◆ DATA ◆

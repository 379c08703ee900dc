//! Page registry: which primary pages we know, their sub-pages, and when
//! each was last seen.
//!
//! The registry is the only shared mutable state in a crawl. Every insertion
//! runs its duplicate check and insert inside one write-lock critical
//! section; network fetches happen before the lock is taken.

use chrono::{DateTime, Utc};
use futures::future::try_join_all;
use indexmap::IndexMap;
use serde::{Deserialize, Serialize};
use tokio::sync::RwLock;
use tracing::{debug, info, warn};

use crate::error::{PageError, PageResult};
use crate::loader::{FetchMode, PageLoader};
use crate::traits::extractor::Extractor;
use crate::types::config::FetchRequest;
use crate::types::page::Page;

/// A page plus what the registry remembers about it.
#[derive(Debug, Clone)]
pub struct TrackedPage {
    /// Classified page; documents are not retained
    pub page: Page,

    /// When the page was registered or last found changed
    pub last_seen: DateTime<Utc>,

    /// SHA-256 of the last fetched body, if the page was ever fetched
    pub content_hash: Option<String>,
}

impl TrackedPage {
    fn new(page: &Page) -> Self {
        Self {
            page: page.without_document(),
            last_seen: Utc::now(),
            content_hash: page.document().map(|d| d.content_hash().to_string()),
        }
    }
}

/// One primary page and the sub-pages registered under it.
#[derive(Debug, Clone)]
pub struct RegistryEntry {
    pub primary: TrackedPage,

    /// Keyed by the sub-page URL string as supplied
    pub subpages: IndexMap<String, TrackedPage>,
}

impl RegistryEntry {
    fn new(primary: &Page) -> Self {
        Self {
            primary: TrackedPage::new(primary),
            subpages: IndexMap::new(),
        }
    }

    pub fn subpage_pages(&self) -> Vec<Page> {
        self.subpages.values().map(|t| t.page.clone()).collect()
    }
}

/// A page that failed during a batch operation and was skipped.
#[derive(Debug, Clone, PartialEq, Eq)]
pub struct CandidateFailure {
    pub url: String,
    pub error: PageError,
}

/// A known primary page whose content has moved on since it was last seen.
#[derive(Debug, Clone)]
pub struct ChangedPage {
    /// Freshly fetched primary page
    pub primary: Page,

    /// Registered sub-pages (unfetched), in registration order
    pub subpages: Vec<Page>,

    /// Stored timestamp before this pass
    pub previous_seen: DateTime<Utc>,

    /// Last-updated signal read from the page; `None` when the content hash decided
    pub signal: Option<DateTime<Utc>>,
}

/// Outcome of a change-detection pass.
#[derive(Debug, Clone, Default)]
pub struct ChangeReport {
    pub changed: Vec<ChangedPage>,
    pub unchanged: usize,
    pub failed: Vec<CandidateFailure>,
}

impl ChangeReport {
    pub fn checked(&self) -> usize {
        self.changed.len() + self.unchanged
    }
}

/// Registry of known primary pages, keyed by exact URL string.
pub struct PageRegistry {
    loader: PageLoader,
    entries: RwLock<IndexMap<String, RegistryEntry>>,
}

impl PageRegistry {
    pub fn new(loader: PageLoader) -> Self {
        Self {
            loader,
            entries: RwLock::new(IndexMap::new()),
        }
    }

    pub fn loader(&self) -> &PageLoader {
        &self.loader
    }

    /// Register a primary page.
    ///
    /// Fails with `DuplicatePage` when the exact URL string is already
    /// registered; callers treat that as "skip", not as a fault. Returns the
    /// page with its document attached when `mode` fetched it.
    pub async fn register_primary(&self, raw: &str, mode: &FetchMode) -> PageResult<Page> {
        let page = self.loader.classify(raw)?;
        if !page.page_type().is_primary() {
            return Err(PageError::NotPrimary { url: raw.to_string() });
        }

        // Cheap early exit so duplicates are not fetched again.
        if self.entries.read().await.contains_key(raw) {
            return Err(PageError::DuplicatePage { url: raw.to_string() });
        }

        let page = match mode {
            FetchMode::Deferred => page,
            FetchMode::Now(request) => self.loader.fetch(page, request).await?,
        };

        let mut entries = self.entries.write().await;
        if entries.contains_key(raw) {
            return Err(PageError::DuplicatePage { url: raw.to_string() });
        }
        entries.insert(raw.to_string(), RegistryEntry::new(&page));
        debug!(url = %raw, page_type = %page.page_type(), total = entries.len(), "Registered primary page");

        Ok(page)
    }

    /// Register sub-pages under an already registered primary page.
    ///
    /// All-or-nothing: the first invalid or unfetchable sub-URL aborts the
    /// call with its error and nothing is registered. An empty list is
    /// valid. Re-registering a known sub-page refreshes its timestamp.
    pub async fn register_subpages<S: AsRef<str>>(
        &self,
        primary: &str,
        subpages: &[S],
        mode: &FetchMode,
    ) -> PageResult<Vec<Page>> {
        if !self.entries.read().await.contains_key(primary) {
            return Err(PageError::NotFound { url: primary.to_string() });
        }

        let pages = subpages
            .iter()
            .map(|raw| self.loader.classify(raw.as_ref()))
            .collect::<PageResult<Vec<_>>>()?;

        let pages = match mode {
            FetchMode::Deferred => pages,
            FetchMode::Now(request) => {
                try_join_all(pages.into_iter().map(|page| self.loader.fetch(page, request))).await?
            }
        };

        let mut entries = self.entries.write().await;
        let entry = entries
            .get_mut(primary)
            .ok_or_else(|| PageError::NotFound { url: primary.to_string() })?;
        for (raw, page) in subpages.iter().zip(&pages) {
            entry
                .subpages
                .insert(raw.as_ref().to_string(), TrackedPage::new(page));
        }
        debug!(url = %primary, added = pages.len(), subpages = entry.subpages.len(), "Registered sub-pages");

        Ok(pages)
    }

    /// Remember the content hashes of sub-pages fetched after registration.
    ///
    /// Unfetched pages and pages not registered under `primary` are ignored.
    pub async fn record_subpage_hashes(&self, primary: &str, pages: &[Page]) {
        let mut entries = self.entries.write().await;
        let Some(entry) = entries.get_mut(primary) else {
            return;
        };
        for page in pages {
            let Some(document) = page.document() else {
                continue;
            };
            if let Some(tracked) = entry.subpages.get_mut(page.url().as_str()) {
                tracked.content_hash = Some(document.content_hash().to_string());
            }
        }
    }

    /// Re-fetch known primary pages and report those that changed.
    ///
    /// A page has changed when its last-updated signal is later than the
    /// stored timestamp, or, for pages without a signal, when its content
    /// hash differs from the stored one. A page registered without a fetch
    /// has no stored hash; its first check only records the baseline and is
    /// reported unchanged. Every URL must already be
    /// registered (`NotFound` otherwise, checked before any fetch).
    /// `AccessDenied` aborts the pass; other fetch failures are recorded
    /// and the page is skipped. Changed pages get a fresh timestamp; nothing
    /// is written unless the pass completes.
    pub async fn detect_changes<S: AsRef<str>>(
        &self,
        known: &[S],
        extractor: &dyn Extractor,
        request: &FetchRequest,
    ) -> PageResult<ChangeReport> {
        let mut targets = Vec::with_capacity(known.len());
        {
            let entries = self.entries.read().await;
            for raw in known {
                let raw = raw.as_ref();
                let page = self.loader.classify(raw)?;
                let entry = entries
                    .get(raw)
                    .ok_or_else(|| PageError::NotFound { url: raw.to_string() })?;
                targets.push((raw.to_string(), page, entry.clone()));
            }
        }

        let mut report = ChangeReport::default();
        let mut hashes = Vec::new();

        for (raw, page, entry) in targets {
            let fresh = match self.loader.fetch(page, request).await {
                Ok(fresh) => fresh,
                Err(error @ PageError::AccessDenied { .. }) => {
                    warn!(url = %raw, "Access denied during change detection, aborting pass");
                    return Err(error);
                }
                Err(error) => {
                    warn!(url = %raw, error = %error, "Skipping page during change detection");
                    report.failed.push(CandidateFailure { url: raw, error });
                    continue;
                }
            };

            let Some(document) = fresh.document() else {
                continue;
            };
            let stored = &entry.primary;
            let signal = extractor.last_updated(document);
            let changed = match signal {
                Some(updated) => updated > stored.last_seen,
                None => stored
                    .content_hash
                    .as_deref()
                    .is_some_and(|hash| hash != document.content_hash()),
            };
            hashes.push((raw.clone(), document.content_hash().to_string(), changed));

            if changed {
                debug!(url = %raw, previous = %stored.last_seen, ?signal, "Page changed");
                report.changed.push(ChangedPage {
                    primary: fresh.clone(),
                    subpages: entry.subpage_pages(),
                    previous_seen: stored.last_seen,
                    signal,
                });
            } else {
                report.unchanged += 1;
            }
        }

        let now = Utc::now();
        let mut entries = self.entries.write().await;
        for (raw, hash, changed) in hashes {
            if let Some(entry) = entries.get_mut(&raw) {
                entry.primary.content_hash = Some(hash);
                if changed {
                    entry.primary.last_seen = now;
                }
            }
        }

        info!(
            checked = report.checked(),
            changed = report.changed.len(),
            failed = report.failed.len(),
            "Change detection complete"
        );
        Ok(report)
    }

    pub async fn len(&self) -> usize {
        self.entries.read().await.len()
    }

    pub async fn is_empty(&self) -> bool {
        self.entries.read().await.is_empty()
    }

    pub async fn contains(&self, raw: &str) -> bool {
        self.entries.read().await.contains_key(raw)
    }

    pub async fn entry(&self, raw: &str) -> Option<RegistryEntry> {
        self.entries.read().await.get(raw).cloned()
    }

    /// Sub-pages registered under `primary`, in registration order.
    pub async fn subpages(&self, primary: &str) -> Option<Vec<Page>> {
        self.entries.read().await.get(primary).map(RegistryEntry::subpage_pages)
    }

    pub async fn last_seen(&self, raw: &str) -> Option<DateTime<Utc>> {
        self.entries.read().await.get(raw).map(|e| e.primary.last_seen)
    }

    /// Registered primary URLs, in registration order.
    pub async fn primaries(&self) -> Vec<String> {
        self.entries.read().await.keys().cloned().collect()
    }

    /// Serializable copy of the registry state.
    pub async fn snapshot(&self) -> RegistrySnapshot {
        let entries = self.entries.read().await;
        RegistrySnapshot {
            saved_at: Utc::now(),
            entries: entries
                .iter()
                .map(|(url, entry)| EntrySnapshot {
                    url: url.clone(),
                    last_seen: entry.primary.last_seen,
                    content_hash: entry.primary.content_hash.clone(),
                    subpages: entry
                        .subpages
                        .iter()
                        .map(|(url, tracked)| SubpageSnapshot {
                            url: url.clone(),
                            last_seen: tracked.last_seen,
                            content_hash: tracked.content_hash.clone(),
                        })
                        .collect(),
                })
                .collect(),
        }
    }

    /// Rebuild a registry from a snapshot.
    ///
    /// Every URL is re-validated against the loader's wiki layout; a
    /// repeated primary URL fails with `DuplicatePage`.
    pub fn restore(loader: PageLoader, snapshot: RegistrySnapshot) -> PageResult<Self> {
        let mut entries = IndexMap::with_capacity(snapshot.entries.len());

        for saved in snapshot.entries {
            if entries.contains_key(&saved.url) {
                return Err(PageError::DuplicatePage { url: saved.url });
            }
            let primary = loader.classify(&saved.url)?;
            if !primary.page_type().is_primary() {
                return Err(PageError::NotPrimary { url: saved.url });
            }

            let mut subpages = IndexMap::with_capacity(saved.subpages.len());
            for sub in saved.subpages {
                let page = loader.classify(&sub.url)?;
                subpages.insert(
                    sub.url,
                    TrackedPage {
                        page,
                        last_seen: sub.last_seen,
                        content_hash: sub.content_hash,
                    },
                );
            }

            entries.insert(
                saved.url,
                RegistryEntry {
                    primary: TrackedPage {
                        page: primary,
                        last_seen: saved.last_seen,
                        content_hash: saved.content_hash,
                    },
                    subpages,
                },
            );
        }

        info!(entries = entries.len(), "Registry restored from snapshot");
        Ok(Self {
            loader,
            entries: RwLock::new(entries),
        })
    }
}

/// Persistable registry state.
#[derive(Debug, Clone, PartialEq, Eq, Serialize, Deserialize)]
pub struct RegistrySnapshot {
    pub saved_at: DateTime<Utc>,
    pub entries: Vec<EntrySnapshot>,
}

#[derive(Debug, Clone, PartialEq, Eq, Serialize, Deserialize)]
pub struct EntrySnapshot {
    pub url: String,
    pub last_seen: DateTime<Utc>,
    #[serde(default, skip_serializing_if = "Option::is_none")]
    pub content_hash: Option<String>,
    #[serde(default)]
    pub subpages: Vec<SubpageSnapshot>,
}

#[derive(Debug, Clone, PartialEq, Eq, Serialize, Deserialize)]
pub struct SubpageSnapshot {
    pub url: String,
    pub last_seen: DateTime<Utc>,
    #[serde(default, skip_serializing_if = "Option::is_none")]
    pub content_hash: Option<String>,
}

◆ TASK ITEM ◆
Could you transcribe the entries above word for word, from the line with "a change-detection pass." down to the line with "mode: &FetchMode) ->", keeping both?

◆ TASK RESPONSE ◆
/// Outcome of a change-detection pass.
#[derive(Debug, Clone, Default)]
pub struct ChangeReport {
    pub changed: Vec<ChangedPage>,
    pub unchanged: usize,
    pub failed: Vec<CandidateFailure>,
}

impl ChangeReport {
    pub fn checked(&self) -> usize {
        self.changed.len() + self.unchanged
    }
}

/// Registry of known primary pages, keyed by exact URL string.
pub struct PageRegistry {
    loader: PageLoader,
    entries: RwLock<IndexMap<String, RegistryEntry>>,
}

impl PageRegistry {
    pub fn new(loader: PageLoader) -> Self {
        Self {
            loader,
            entries: RwLock::new(IndexMap::new()),
        }
    }

    pub fn loader(&self) -> &PageLoader {
        &self.loader
    }

    /// Register a primary page.
    ///
    /// Fails with `DuplicatePage` when the exact URL string is already
    /// registered; callers treat that as "skip", not as a fault. Returns the
    /// page with its document attached when `mode` fetched it.
    pub async fn register_primary(&self, raw: &str, mode: &FetchMode) -> PageResult<Page> {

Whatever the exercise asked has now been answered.